-- Your task --
The expected output is a copy of every line in the records with the string "other".

········

use serde::{Deserialize, Serialize};
use serde_json::Value;

use crate::coord::core::{ProcessId, Protocol};
use crate::coord::error::CoordError;

/// Total-order multicast traffic
#[derive(Debug, Clone, PartialEq, Eq, Serialize, Deserialize)]
#[serde(
    tag = "type",
    rename_all = "SCREAMING_SNAKE_CASE",
    rename_all_fields = "camelCase"
)]
pub enum MulticastMessage {
    /// Application payload, stamped by its originator
    Message {
        sender_id: ProcessId,
        timestamp: u64,
        content: String,
    },
    /// Acknowledgement of the payload identified by (original_timestamp, original_sender_id)
    Ack {
        sender_id: ProcessId,
        timestamp: u64,
        original_timestamp: u64,
        original_sender_id: ProcessId,
        ack_sender_id: ProcessId,
    },
}

/// Outcome carried by a mutual exclusion REPLY
#[derive(Debug, Clone, Copy, PartialEq, Eq, Serialize, Deserialize)]
#[serde(rename_all = "SCREAMING_SNAKE_CASE")]
pub enum ReplyStatus {
    Ok,
    /// Sent by older peers when deferring; carries no permission
    Busy,
}

/// Ricart-Agrawala traffic
#[derive(Debug, Clone, PartialEq, Eq, Serialize, Deserialize)]
#[serde(
    tag = "type",
    rename_all = "SCREAMING_SNAKE_CASE",
    rename_all_fields = "camelCase"
)]
pub enum MutexMessage {
    Request {
        sender_id: ProcessId,
        timestamp: u64,
        resource_id: String,
    },
    Reply {
        sender_id: ProcessId,
        timestamp: u64,
        resource_id: String,
        recipient_id: ProcessId,
        status: ReplyStatus,
    },
}

/// Inverted Bully traffic
#[derive(Debug, Clone, PartialEq, Eq, Serialize, Deserialize)]
#[serde(
    tag = "type",
    rename_all = "SCREAMING_SNAKE_CASE",
    rename_all_fields = "camelCase"
)]
pub enum BullyMessage {
    Election {
        sender_id: ProcessId,
        #[serde(default)]
        timestamp: u64,
    },
    Ok {
        sender_id: ProcessId,
        #[serde(default)]
        timestamp: u64,
    },
    Coordinator {
        sender_id: ProcessId,
        #[serde(default)]
        timestamp: u64,
        leader_id: ProcessId,
    },
    Ping {
        sender_id: ProcessId,
    },
    Pong {
        sender_id: ProcessId,
    },
}

/// Best node seen in a subtree during a wave election
#[derive(Debug, Clone, Copy, PartialEq, Eq, Serialize, Deserialize)]
pub struct Candidate {
    pub id: ProcessId,
    pub capacity: u64,
}

impl Candidate {
    pub fn new(id: ProcessId, capacity: u64) -> Self {
        Self { id, capacity }
    }

    /// Higher capacity wins; equal capacities go to the lower id.
    pub fn outranks(&self, other: &Candidate) -> bool {
        self.capacity > other.capacity || (self.capacity == other.capacity && self.id < other.id)
    }
}

/// Spanning-tree wave election traffic
#[derive(Debug, Clone, PartialEq, Eq, Serialize, Deserialize)]
#[serde(
    tag = "type",
    rename_all = "SCREAMING_SNAKE_CASE",
    rename_all_fields = "camelCase"
)]
pub enum TreeMessage {
    Election {
        sender_id: ProcessId,
        election_id: ProcessId,
    },
    /// `best_node == None` is the null ACK (`{"id":-1,"capacity":-1}` on the wire)
    Ack {
        sender_id: ProcessId,
        election_id: ProcessId,
        #[serde(with = "null_candidate")]
        best_node: Option<Candidate>,
    },
    Coordinator {
        sender_id: ProcessId,
        #[serde(default)]
        timestamp: u64,
        leader_id: ProcessId,
    },
}

mod null_candidate {
    use serde::de::Error as _;
    use serde::{Deserialize, Deserializer, Serialize, Serializer};

    use super::Candidate;

    #[derive(Serialize, Deserialize)]
    struct RawCandidate {
        id: i64,
        capacity: i64,
    }

    pub fn serialize<S: Serializer>(
        candidate: &Option<Candidate>,
        serializer: S,
    ) -> Result<S::Ok, S::Error> {
        let raw = match candidate {
            Some(candidate) => RawCandidate {
                id: i64::from(candidate.id),
                capacity: i64::try_from(candidate.capacity).unwrap_or(i64::MAX),
            },
            None => RawCandidate {
                id: -1,
                capacity: -1,
            },
        };
        raw.serialize(serializer)
    }

    pub fn deserialize<'de, D: Deserializer<'de>>(
        deserializer: D,
    ) -> Result<Option<Candidate>, D::Error> {
        let raw = RawCandidate::deserialize(deserializer)?;
        if raw.capacity < 0 {
            return Ok(None);
        }
        let id = u32::try_from(raw.id).map_err(D::Error::custom)?;
        Ok(Some(Candidate::new(id, raw.capacity as u64)))
    }
}

/// Any message a process can receive, grouped by protocol family
#[derive(Debug, Clone, PartialEq, Eq)]
pub enum Message {
    Multicast(MulticastMessage),
    Mutex(MutexMessage),
    Bully(BullyMessage),
    Tree(TreeMessage),
    /// A well-formed record whose tag the running protocol does not know
    Unrecognized { tag: String },
}

impl Message {
    /// Decodes one newline-delimited JSON record for the given protocol family
    pub fn decode(protocol: Protocol, line: &str) -> Result<Self, CoordError> {
        let value: Value = serde_json::from_str(line.trim())
            .map_err(|e| CoordError::MalformedMessage(e.to_string()))?;
        let tag = value
            .get("type")
            .and_then(Value::as_str)
            .ok_or_else(|| CoordError::MalformedMessage("record has no `type` field".into()))?
            .to_string();

        if !protocol.message_types().contains(&tag.as_str()) {
            return Ok(Self::Unrecognized { tag });
        }

        let malformed = |e: serde_json::Error| CoordError::MalformedMessage(format!("{tag}: {e}"));
        let message = match protocol {
            Protocol::Multicast => Self::Multicast(serde_json::from_value(value).map_err(malformed)?),
            Protocol::Mutex => Self::Mutex(serde_json::from_value(value).map_err(malformed)?),
            Protocol::Bully => Self::Bully(serde_json::from_value(value).map_err(malformed)?),
            Protocol::Tree => Self::Tree(serde_json::from_value(value).map_err(malformed)?),
        };
        Ok(message)
    }

    /// Encodes the message as a single JSON record without the trailing newline
    pub fn encode(&self) -> Result<String, CoordError> {
        let encoded = match self {
            Self::Multicast(message) => serde_json::to_string(message),
            Self::Mutex(message) => serde_json::to_string(message),
            Self::Bully(message) => serde_json::to_string(message),
            Self::Tree(message) => serde_json::to_string(message),
            Self::Unrecognized { tag } => {
                return Err(CoordError::UnknownMessageType(tag.clone()));
            }
        };
        encoded.map_err(|e| CoordError::MalformedMessage(e.to_string()))
    }

    /// Gets the sender, if the message carries one
    pub fn sender_id(&self) -> Option<ProcessId> {
        let sender = match self {
            Self::Multicast(MulticastMessage::Message { sender_id, .. })
            | Self::Multicast(MulticastMessage::Ack { sender_id, .. })
            | Self::Mutex(MutexMessage::Request { sender_id, .. })
            | Self::Mutex(MutexMessage::Reply { sender_id, .. })
            | Self::Bully(BullyMessage::Election { sender_id, .. })
            | Self::Bully(BullyMessage::Ok { sender_id, .. })
            | Self::Bully(BullyMessage::Coordinator { sender_id, .. })
            | Self::Bully(BullyMessage::Ping { sender_id })
            | Self::Bully(BullyMessage::Pong { sender_id })
            | Self::Tree(TreeMessage::Election { sender_id, .. })
            | Self::Tree(TreeMessage::Ack { sender_id, .. })
            | Self::Tree(TreeMessage::Coordinator { sender_id, .. }) => *sender_id,
            Self::Unrecognized { .. } => return None,
        };
        Some(sender)
    }

    /// Lamport timestamp carried by the message; PING/PONG and the tree wave carry none
    pub fn timestamp(&self) -> Option<u64> {
        match self {
            Self::Multicast(MulticastMessage::Message { timestamp, .. })
            | Self::Multicast(MulticastMessage::Ack { timestamp, .. })
            | Self::Mutex(MutexMessage::Request { timestamp, .. })
            | Self::Mutex(MutexMessage::Reply { timestamp, .. })
            | Self::Bully(BullyMessage::Election { timestamp, .. })
            | Self::Bully(BullyMessage::Ok { timestamp, .. })
            | Self::Bully(BullyMessage::Coordinator { timestamp, .. })
            | Self::Tree(TreeMessage::Coordinator { timestamp, .. }) => Some(*timestamp),
            _ => None,
        }
    }

    /// Protocol family the message belongs to
    pub fn protocol(&self) -> Option<Protocol> {
        match self {
            Self::Multicast(_) => Some(Protocol::Multicast),
            Self::Mutex(_) => Some(Protocol::Mutex),
            Self::Bully(_) => Some(Protocol::Bully),
            Self::Tree(_) => Some(Protocol::Tree),
            Self::Unrecognized { .. } => None,
        }
    }

    /// Returns the wire tag for logging
    pub fn message_type(&self) -> &str {
        match self {
            Self::Multicast(MulticastMessage::Message { .. }) => "MESSAGE",
            Self::Multicast(MulticastMessage::Ack { .. }) => "ACK",
            Self::Mutex(MutexMessage::Request { .. }) => "REQUEST",
            Self::Mutex(MutexMessage::Reply { .. }) => "REPLY",
            Self::Bully(BullyMessage::Election { .. }) => "ELECTION",
            Self::Bully(BullyMessage::Ok { .. }) => "OK",
            Self::Bully(BullyMessage::Coordinator { .. }) => "COORDINATOR",
            Self::Bully(BullyMessage::Ping { .. }) => "PING",
            Self::Bully(BullyMessage::Pong { .. }) => "PONG",
            Self::Tree(TreeMessage::Election { .. }) => "ELECTION",
            Self::Tree(TreeMessage::Ack { .. }) => "ACK",
            Self::Tree(TreeMessage::Coordinator { .. }) => "COORDINATOR",
            Self::Unrecognized { tag } => tag,
        }
    }
}

impl From<MulticastMessage> for Message {
    fn from(message: MulticastMessage) -> Self {
        Self::Multicast(message)
    }
}

impl From<MutexMessage> for Message {
    fn from(message: MutexMessage) -> Self {
        Self::Mutex(message)
    }
}

impl From<BullyMessage> for Message {
    fn from(message: BullyMessage) -> Self {
        Self::Bully(message)
    }
}

impl From<TreeMessage> for Message {
    fn from(message: TreeMessage) -> Self {
        Self::Tree(message)
    }
}

#[cfg(test)]
mod tests {
    use super::*;

    #[test]
    fn test_decode_reference_multicast_ack() {
        let line = r#"{"type":"ACK","originalTimestamp":4,"originalSenderId":2,"ackSenderId":3,"timestamp":9,"senderId":3}"#;
        let message = Message::decode(Protocol::Multicast, line).unwrap();
        assert_eq!(
            message,
            Message::Multicast(MulticastMessage::Ack {
                sender_id: 3,
                timestamp: 9,
                original_timestamp: 4,
                original_sender_id: 2,
                ack_sender_id: 3,
            })
        );
        assert_eq!(message.timestamp(), Some(9));
        assert_eq!(message.sender_id(), Some(3));
    }

    #[test]
    fn test_encode_uses_camel_case_fields() {
        let message = Message::from(MutexMessage::Reply {
            sender_id: 1,
            timestamp: 7,
            resource_id: "r1".to_string(),
            recipient_id: 2,
            status: ReplyStatus::Ok,
        });
        let value: Value = serde_json::from_str(&message.encode().unwrap()).unwrap();
        assert_eq!(value["type"], "REPLY");
        assert_eq!(value["resourceId"], "r1");
        assert_eq!(value["recipientId"], 2);
        assert_eq!(value["status"], "OK");
    }

    #[test]
    fn test_bully_messages_without_timestamp_decode() {
        let message = Message::decode(Protocol::Bully, r#"{"type":"ELECTION","senderId":4}"#).unwrap();
        assert_eq!(
            message,
            Message::Bully(BullyMessage::Election {
                sender_id: 4,
                timestamp: 0
            })
        );
        let ping = Message::decode(Protocol::Bully, r#"{"type":"PING","senderId":2}"#).unwrap();
        assert_eq!(ping.timestamp(), None);
    }

    #[test]
    fn test_null_ack_wire_shape() {
        let null_ack = Message::from(TreeMessage::Ack {
            sender_id: 5,
            election_id: 9,
            best_node: None,
        });
        let encoded = null_ack.encode().unwrap();
        assert!(encoded.contains(r#""bestNode":{"id":-1,"capacity":-1}"#));
        assert_eq!(Message::decode(Protocol::Tree, &encoded).unwrap(), null_ack);

        let line = r#"{"type":"ACK","electionId":3,"senderId":6,"bestNode":{"id":7,"capacity":95}}"#;
        match Message::decode(Protocol::Tree, line).unwrap() {
            Message::Tree(TreeMessage::Ack { best_node, .. }) => {
                assert_eq!(best_node, Some(Candidate::new(7, 95)));
            }
            other => panic!("unexpected {other:?}"),
        }
    }

    #[test]
    fn test_unknown_tag_is_unrecognized_not_error() {
        let message = Message::decode(Protocol::Mutex, r#"{"type":"PING","senderId":1}"#).unwrap();
        assert_eq!(
            message,
            Message::Unrecognized {
                tag: "PING".to_string()
            }
        );
        assert!(message.encode().is_err());
    }

    #[test]
    fn test_malformed_records() {
        assert!(matches!(
            Message::decode(Protocol::Multicast, "not json"),
            Err(CoordError::MalformedMessage(_))
        ));
        assert!(matches!(
            Message::decode(Protocol::Multicast, r#"{"senderId":1}"#),
            Err(CoordError::MalformedMessage(_))
        ));
        // Known tag, missing fields
        assert!(matches!(
            Message::decode(Protocol::Multicast, r#"{"type":"MESSAGE","senderId":1}"#),
            Err(CoordError::MalformedMessage(_))
        ));
    }

    #[test]
    fn test_candidate_ranking() {
        let low = Candidate::new(2, 20);
        let high = Candidate::new(9, 90);
        assert!(high.outranks(&low));
        assert!(!low.outranks(&high));
        // Ties go to the lower id
        assert!(Candidate::new(3, 50).outranks(&Candidate::new(4, 50)));
        assert!(!Candidate::new(4, 50).outranks(&Candidate::new(3, 50)));
    }
}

········

-- Solution to this task --
    pub fn outranks(&self, other: &Candidate) -> bool {
        self.capacity > other.capacity || (self.capacity == other.capacity && self.id < other.id)
            other => panic!("unexpected {other:?}"),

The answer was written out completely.